*Your objective*. Look through the data below. Collect every line where the word "next" occurs.

Stored data entries:
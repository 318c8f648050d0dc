//! Git clones for the dotfiles, shell, and helper repositories.

use std::fs;
use std::io;
use std::path::Path;

use crate::error::{InstallError, Result};
use crate::paths;
use crate::runner;
use crate::steps::RunContext;
use crate::ui;

/// Clone the dotfiles and shell repositories into their target directories.
/// An existing directory is left untouched so local edits survive re-runs.
pub fn clone_repos(ctx: &mut RunContext) -> Result<()> {
    let targets = [
        (ctx.config.repos.dotfiles.clone(), paths::dotfiles_dir()?),
        (ctx.config.repos.shell.clone(), paths::shell_dir()?),
    ];

    for (url, dest) in targets {
        if dest.exists() {
            ui::warn(&format!("{} already exists, skipping clone", dest.display()));
            ui::dim("Delete the directory and re-run to fetch a fresh copy");
            ctx.log.line(&format!("Skipped clone of {url}, {} exists", dest.display()));
            continue;
        }

        if ctx.opts.dry_run {
            ui::info(&format!("Would clone {url} to {}", dest.display()));
            continue;
        }

        ui::info(&format!("Cloning {url}..."));
        clone(ctx, &url, &dest)?;
        ui::success(&format!("Cloned {} to {}", repo_name(&url), dest.display()));
    }
    Ok(())
}

pub fn clone(ctx: &mut RunContext, url: &str, dest: &Path) -> Result<()> {
    clone_with(ctx, url, dest, false)
}

/// Shallow clone for throwaway build trees.
pub fn clone_shallow(ctx: &mut RunContext, url: &str, dest: &Path) -> Result<()> {
    clone_with(ctx, url, dest, true)
}

fn clone_with(ctx: &mut RunContext, url: &str, dest: &Path, shallow: bool) -> Result<()> {
    if let Some(parent) = dest.parent() {
        fs::create_dir_all(parent)?;
    }

    let dest_str = dest.display().to_string();
    let mut args = vec!["clone"];
    if shallow {
        args.extend(["--depth", "1"]);
    }
    args.extend([url, dest_str.as_str()]);

    let out = runner::capture(&mut ctx.log, "git", &args)?;
    if !out.success() {
        return Err(InstallError::CloneFailed {
            repo: url.to_string(),
            reason: out.stderr.trim().to_string(),
        });
    }
    ctx.log.line(&format!("Cloned {url} to {dest_str}"));
    Ok(())
}

/// Remove a stale build tree so the next clone starts clean.
pub fn fresh_dir(path: &Path) -> io::Result<()> {
    match fs::remove_dir_all(path) {
        Ok(()) => Ok(()),
        Err(e) if e.kind() == io::ErrorKind::NotFound => Ok(()),
        Err(e) => Err(e),
    }
}

/// The repository name from a clone URL, without the `.git` suffix.
pub fn repo_name(url: &str) -> &str {
    url.trim_end_matches('/')
        .rsplit('/')
        .next()
        .unwrap_or(url)
        .trim_end_matches(".git")
}

#[cfg(test)]
mod tests {
    use super::*;
    use tempfile::TempDir;

    #[test]
    fn test_repo_name_strips_git_suffix() {
        assert_eq!(repo_name("https://github.com/caelestia-dots/caelestia.git"), "caelestia");
        assert_eq!(repo_name("https://github.com/caelestia-dots/shell.git"), "shell");
    }

    #[test]
    fn test_repo_name_without_suffix() {
        assert_eq!(repo_name("https://github.com/hyprwm/hyprland-qt-support"), "hyprland-qt-support");
        assert_eq!(repo_name("https://github.com/karlstav/cava/"), "cava");
    }

    #[test]
    fn test_fresh_dir_removes_existing_tree() {
        let tmp = TempDir::new().unwrap();
        let dir = tmp.path().join("build");
        fs::create_dir_all(dir.join("nested")).unwrap();
        fs::write(dir.join("nested/file"), "x").unwrap();

        fresh_dir(&dir).unwrap();
        assert!(!dir.exists());
    }

    #[test]
    fn test_fresh_dir_ignores_missing_path() {
        let tmp = TempDir::new().unwrap();
        fresh_dir(&tmp.path().join("never-created")).unwrap();
    }
}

*Solution to the problem*.
/// Remove a stale build tree so the next clone starts clean.
        .next()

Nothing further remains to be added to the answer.